A Comissão de Constituição e Justiça (CCJ) do Senado votará nesta quarta-feira (10), às 9h, a proposta de emenda à Constituição que concede autonomia orçamentária e financeira ao Banco Central. A PEC 65/2023 também cria um regime jurídico próprio para a instituição e altera sua classificação dentro da administração pública.
Se o texto for aprovado na comissão, seguirá para votação em dois turnos no Plenário do Senado. Depois, a proposta será encaminhada para análise da Câmara dos Deputados.
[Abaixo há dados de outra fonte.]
use chrono::Utc;
use std::fmt;
use std::sync::Arc;
use tracing::{debug, error, info, warn};

use crate::models::{AnonymousUsage, Caller, NewSession, TransformationResult};
use crate::services::coercion::coerce;
use crate::services::fallback::fallback;
use crate::services::gemini_client::TextModel;
use crate::services::prompt::transformation_prompt;
use crate::services::session_store::SessionStore;
use crate::services::usage_ledger::UsageStore;
use crate::services::validator::RequestValidator;
use crate::utils::{AppError, Result};

/// Why a canned answer was served instead of a model rewrite
#[derive(Debug, Clone, Copy, PartialEq, Eq)]
pub enum FallbackReason {
    MissingCredential,
    LedgerUnavailable,
    ModelUnavailable,
    MalformedOutput,
}

impl fmt::Display for FallbackReason {
    fn fmt(&self, f: &mut fmt::Formatter<'_>) -> fmt::Result {
        let reason = match self {
            Self::MissingCredential => "missing_credential",
            Self::LedgerUnavailable => "ledger_unavailable",
            Self::ModelUnavailable => "model_unavailable",
            Self::MalformedOutput => "malformed_output",
        };
        f.write_str(reason)
    }
}

#[derive(Debug, Clone, Copy, PartialEq, Eq)]
pub enum ResultSource {
    Model,
    Fallback(FallbackReason),
}

impl ResultSource {
    /// Value of the `x-transform-source` response header
    pub fn header_value(&self) -> &'static str {
        match self {
            Self::Model => "model",
            Self::Fallback(_) => "fallback",
        }
    }
}

#[derive(Debug, Clone, PartialEq, Eq)]
pub struct TransformOutcome {
    pub result: TransformationResult,
    pub source: ResultSource,
}

/// Validate, check budget, call the model, coerce, record, persist.
///
/// Only `InvalidInput` and `BudgetExhausted` reach the caller as errors.
/// Every other failure degrades to the keyword fallback.
pub struct TransformationGateway {
    validator: RequestValidator,
    usage: Arc<dyn UsageStore>,
    model: Option<Arc<dyn TextModel>>,
    sessions: Arc<dyn SessionStore>,
}

impl TransformationGateway {
    pub fn new(
        validator: RequestValidator,
        usage: Arc<dyn UsageStore>,
        model: Option<Arc<dyn TextModel>>,
        sessions: Arc<dyn SessionStore>,
    ) -> Self {
        Self {
            validator,
            usage,
            model,
            sessions,
        }
    }

    pub fn has_model(&self) -> bool {
        self.model.is_some()
    }

    pub async fn transform(&self, caller: &Caller, text: Option<&str>) -> Result<TransformOutcome> {
        let text = self.validator.validate(text)?;

        match self.usage.peek().await {
            Ok(snapshot) if snapshot.is_exhausted() => {
                warn!(
                    "🚨 Daily limit reached: {}/{} requests",
                    snapshot.record.request_count, snapshot.limit
                );
                return Err(AppError::BudgetExhausted(
                    "Daily usage limit reached. Please try again tomorrow.".to_string(),
                ));
            }
            Ok(snapshot) => {
                debug!("📊 Budget check passed, {} requests remaining", snapshot.remaining);
            }
            Err(e) => {
                warn!("⚠️ Could not check usage limits, serving fallback: {}", e);
                return Ok(self
                    .finish_fallback(caller, text, FallbackReason::LedgerUnavailable)
                    .await);
            }
        }

        let Some(model) = &self.model else {
            debug!("🔑 No model credential configured, serving fallback");
            return Ok(self
                .finish_fallback(caller, text, FallbackReason::MissingCredential)
                .await);
        };

        let input_chars = text.chars().count() as u64;
        info!("🤖 Transforming {} chars with {}", input_chars, model.name());

        let raw = match model.generate(&transformation_prompt(text)).await {
            Ok(raw) => raw,
            Err(e) => {
                warn!("❌ Model call failed, serving fallback: {}", e);
                self.record_usage(input_chars).await;
                return Ok(self
                    .finish_fallback(caller, text, FallbackReason::ModelUnavailable)
                    .await);
            }
        };

        let result = match coerce(&raw) {
            Ok(result) => result,
            Err(e) => {
                warn!("❌ Model output rejected, serving fallback: {}", e);
                self.record_usage(input_chars).await;
                return Ok(self
                    .finish_fallback(caller, text, FallbackReason::MalformedOutput)
                    .await);
            }
        };

        let output_chars = result.transformed_text.chars().count() as u64;
        self.record_usage(input_chars + output_chars).await;

        info!("✅ Transformation complete");
        self.persist(caller, text, &result).await;

        Ok(TransformOutcome {
            result,
            source: ResultSource::Model,
        })
    }

    async fn finish_fallback(
        &self,
        caller: &Caller,
        text: &str,
        reason: FallbackReason,
    ) -> TransformOutcome {
        let result = fallback(text);
        info!("🛟 Serving fallback transformation ({})", reason);
        self.persist(caller, text, &result).await;

        TransformOutcome {
            result,
            source: ResultSource::Fallback(reason),
        }
    }

    async fn record_usage(&self, tokens: u64) {
        match self.usage.record(tokens).await {
            Ok(outcome) => {
                debug!(
                    "📊 Usage recorded: {} requests, {} tokens today",
                    outcome.usage.record.request_count, outcome.usage.record.token_count
                );
                if outcome.over_limit {
                    warn!("⚠️ Daily request limit is now reached");
                }
            }
            Err(e) => error!("❌ Failed to record usage: {}", e),
        }
    }

    /// Best effort: a storage failure is logged and never reaches the caller
    async fn persist(&self, caller: &Caller, text: &str, result: &TransformationResult) {
        let Some(user_id) = caller.user_id() else {
            let usage = AnonymousUsage {
                original_text: text.to_string(),
                transformed_text: result.transformed_text.clone(),
                key_phrases: result.present_phrases().cloned().collect(),
                created_at: Utc::now(),
            };
            if let Err(e) = self.sessions.track_anonymous(usage).await {
                warn!("⚠️ Failed to track anonymous usage: {}", e);
            }
            return;
        };

        let new = NewSession {
            user_id: user_id.to_string(),
            original_text: text.to_string(),
            transformed_text: result.transformed_text.clone(),
            key_phrases: result.present_phrases().cloned().collect(),
        };

        if let Err(e) = self.sessions.create_session(new).await {
            warn!("⚠️ Failed to save session for {}: {}", user_id, e);
        }
    }
}

#[cfg(test)]
mod tests {
    use super::*;
    use crate::models::{RecordOutcome, UsageSnapshot};
    use crate::services::fallback::FALLBACK_TABLE;
    use crate::services::session_store::MemorySessionStore;
    use crate::services::usage_ledger::{MemoryUsageStore, UsageLimits};
    use crate::utils::FixedClock;
    use async_trait::async_trait;
    use chrono::NaiveDate;
    use std::sync::atomic::{AtomicUsize, Ordering};

    struct StubModel {
        reply: Result<String>,
        calls: AtomicUsize,
    }

    impl StubModel {
        fn replying(reply: Result<String>) -> Arc<Self> {
            Arc::new(Self {
                reply,
                calls: AtomicUsize::new(0),
            })
        }
    }

    #[async_trait]
    impl TextModel for StubModel {
        fn name(&self) -> &str {
            "stub"
        }

        async fn generate(&self, _prompt: &str) -> Result<String> {
            self.calls.fetch_add(1, Ordering::SeqCst);
            self.reply.clone()
        }
    }

    struct BrokenLedger;

    #[async_trait]
    impl UsageStore for BrokenLedger {
        async fn peek(&self) -> Result<UsageSnapshot> {
            Err(AppError::RedisError("connection refused".to_string()))
        }

        async fn record(&self, _tokens: u64) -> Result<RecordOutcome> {
            Err(AppError::RedisError("connection refused".to_string()))
        }

        fn backend(&self) -> &'static str {
            "broken"
        }
    }

    fn ledger(limit: u64) -> Arc<MemoryUsageStore> {
        let clock = Arc::new(FixedClock::new(
            NaiveDate::from_ymd_opt(2025, 3, 10).unwrap(),
        ));
        Arc::new(MemoryUsageStore::new(
            UsageLimits {
                daily_request_limit: limit,
                token_cost: 0.0000001,
            },
            clock,
        ))
    }

    fn gateway(
        usage: Arc<dyn UsageStore>,
        model: Option<Arc<dyn TextModel>>,
        sessions: Arc<MemorySessionStore>,
    ) -> TransformationGateway {
        TransformationGateway::new(RequestValidator::default(), usage, model, sessions)
    }

    const MODEL_REPLY: &str = r#"{"transformedText":"Could we align on priorities?","keyPhrases":[{"phrase":"align on","explanation":"Collaborative"}]}"#;

    #[tokio::test]
    async fn test_model_success_records_input_plus_output() {
        let usage = ledger(1000);
        let model = StubModel::replying(Ok(MODEL_REPLY.to_string()));
        let gw = gateway(usage.clone(), Some(model.clone()), Arc::new(MemorySessionStore::new()));

        let outcome = gw.transform(&Caller::Anonymous, Some("hello")).await.unwrap();

        assert_eq!(outcome.source, ResultSource::Model);
        assert_eq!(outcome.result.transformed_text, "Could we align on priorities?");
        assert_eq!(model.calls.load(Ordering::SeqCst), 1);

        let snapshot = usage.peek().await.unwrap();
        assert_eq!(snapshot.record.request_count, 1);
        assert_eq!(snapshot.record.token_count, 5 + 29);
    }

    #[tokio::test]
    async fn test_invalid_input_never_falls_back() {
        let usage = ledger(1000);
        let model = StubModel::replying(Ok(MODEL_REPLY.to_string()));
        let gw = gateway(usage.clone(), Some(model.clone()), Arc::new(MemorySessionStore::new()));

        let empty = gw.transform(&Caller::Anonymous, Some("   ")).await;
        let long = "a".repeat(501);
        let too_long = gw.transform(&Caller::Anonymous, Some(&long)).await;

        assert!(matches!(empty, Err(AppError::InvalidInput(_))));
        assert!(matches!(too_long, Err(AppError::InvalidInput(_))));
        assert_eq!(model.calls.load(Ordering::SeqCst), 0);
        assert_eq!(usage.peek().await.unwrap().record.request_count, 0);
    }

    #[tokio::test]
    async fn test_exhausted_budget_is_rejected_without_call() {
        let model = StubModel::replying(Ok(MODEL_REPLY.to_string()));
        let gw = gateway(ledger(0), Some(model.clone()), Arc::new(MemorySessionStore::new()));

        let result = gw.transform(&Caller::Anonymous, Some("hello")).await;

        assert!(matches!(result, Err(AppError::BudgetExhausted(_))));
        assert_eq!(model.calls.load(Ordering::SeqCst), 0);
    }

    #[tokio::test]
    async fn test_missing_credential_serves_fallback_unmetered() {
        let usage = ledger(1000);
        let gw = gateway(usage.clone(), None, Arc::new(MemorySessionStore::new()));

        let outcome = gw
            .transform(&Caller::Anonymous, Some("I'm so annoyed by my boss"))
            .await
            .unwrap();

        assert_eq!(
            outcome.source,
            ResultSource::Fallback(FallbackReason::MissingCredential)
        );
        assert_eq!(outcome.result, FALLBACK_TABLE[0].to_result());
        assert_eq!(usage.peek().await.unwrap().record.request_count, 0);
    }

    #[tokio::test]
    async fn test_model_failure_is_counted_and_falls_back() {
        let usage = ledger(1000);
        let model = StubModel::replying(Err(AppError::ModelUnavailable("503".to_string())));
        let gw = gateway(usage.clone(), Some(model), Arc::new(MemorySessionStore::new()));

        let outcome = gw.transform(&Caller::Anonymous, Some("hello")).await.unwrap();

        assert_eq!(
            outcome.source,
            ResultSource::Fallback(FallbackReason::ModelUnavailable)
        );
        let snapshot = usage.peek().await.unwrap();
        assert_eq!(snapshot.record.request_count, 1);
        assert_eq!(snapshot.record.token_count, 5);
    }

    #[tokio::test]
    async fn test_malformed_output_falls_back() {
        let usage = ledger(1000);
        let model = StubModel::replying(Ok("{\"foo\":\"bar\"}".to_string()));
        let gw = gateway(usage.clone(), Some(model), Arc::new(MemorySessionStore::new()));

        let outcome = gw.transform(&Caller::Anonymous, Some("xyz")).await.unwrap();

        assert_eq!(
            outcome.source,
            ResultSource::Fallback(FallbackReason::MalformedOutput)
        );
        assert_eq!(usage.peek().await.unwrap().record.request_count, 1);
    }

    #[tokio::test]
    async fn test_unreachable_ledger_skips_model() {
        let model = StubModel::replying(Ok(MODEL_REPLY.to_string()));
        let gw = gateway(
            Arc::new(BrokenLedger),
            Some(model.clone()),
            Arc::new(MemorySessionStore::new()),
        );

        let outcome = gw.transform(&Caller::Anonymous, Some("hello")).await.unwrap();

        assert_eq!(
            outcome.source,
            ResultSource::Fallback(FallbackReason::LedgerUnavailable)
        );
        assert_eq!(model.calls.load(Ordering::SeqCst), 0);
    }

    #[tokio::test]
    async fn test_identified_caller_gets_session() {
        let sessions = Arc::new(MemorySessionStore::new());
        let model = StubModel::replying(Ok(MODEL_REPLY.to_string()));
        let gw = gateway(ledger(1000), Some(model), sessions.clone());

        gw.transform(&Caller::User("user-1".to_string()), Some("hello"))
            .await
            .unwrap();
        gw.transform(&Caller::Anonymous, Some("hello")).await.unwrap();

        let saved = sessions.list_sessions("user-1", 10).await.unwrap();
        assert_eq!(saved.len(), 1);
        assert_eq!(saved[0].original_text, "hello");
        assert_eq!(saved[0].key_phrases.len(), 1);
    }

    #[tokio::test]
    async fn test_anonymous_caller_is_tracked_not_saved() {
        let sessions = Arc::new(MemorySessionStore::new());
        let gw = gateway(ledger(1000), None, sessions.clone());

        gw.transform(&Caller::Anonymous, Some("my boss is annoying"))
            .await
            .unwrap();

        assert_eq!(sessions.count_anonymous().await.unwrap(), 1);
        assert!(sessions.list_sessions("", 10).await.unwrap().is_empty());
    }

    #[test]
    fn test_source_header_values() {
        assert_eq!(ResultSource::Model.header_value(), "model");
        assert_eq!(
            ResultSource::Fallback(FallbackReason::MalformedOutput).header_value(),
            "fallback"
        );
    }
}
A PEC é de autoria do senador Vanderlan Cardoso. O texto transforma o Banco Central em uma entidade pública de natureza especial, categoria jurídica criada pela própria proposta. Atualmente, a instituição é uma autarquia especial sem vínculo hierárquico com ministérios ou outros órgãos do governo federal.
Segundo Vanderlan, a medida permitirá ao Banco Central exercer plenamente suas funções de autoridade monetária, garantindo mais independência para atuar na estabilidade do sistema financeiro e no estímulo ao emprego.
O relator da proposta, o senador Plínio Valério, defende que a autonomia financeira permitirá ao Banco Central elaborar, aprovar e executar seu próprio orçamento sem depender de recursos liberados pelo Tesouro Nacional.
O que muda com a PEC?
Entre os principais pontos da proposta estão:
- Autonomia orçamentária e financeira para o Banco Central;
- Criação de um regime jurídico próprio para a instituição;
- Retirada do Banco Central do Orçamento Geral da União;
- Maior independência administrativa para execução de suas atividades.
Autor e relator argumentam que, embora o Banco Central já tenha autonomia operacional, ainda está sujeito a limitações financeiras e administrativas por depender do orçamento federal.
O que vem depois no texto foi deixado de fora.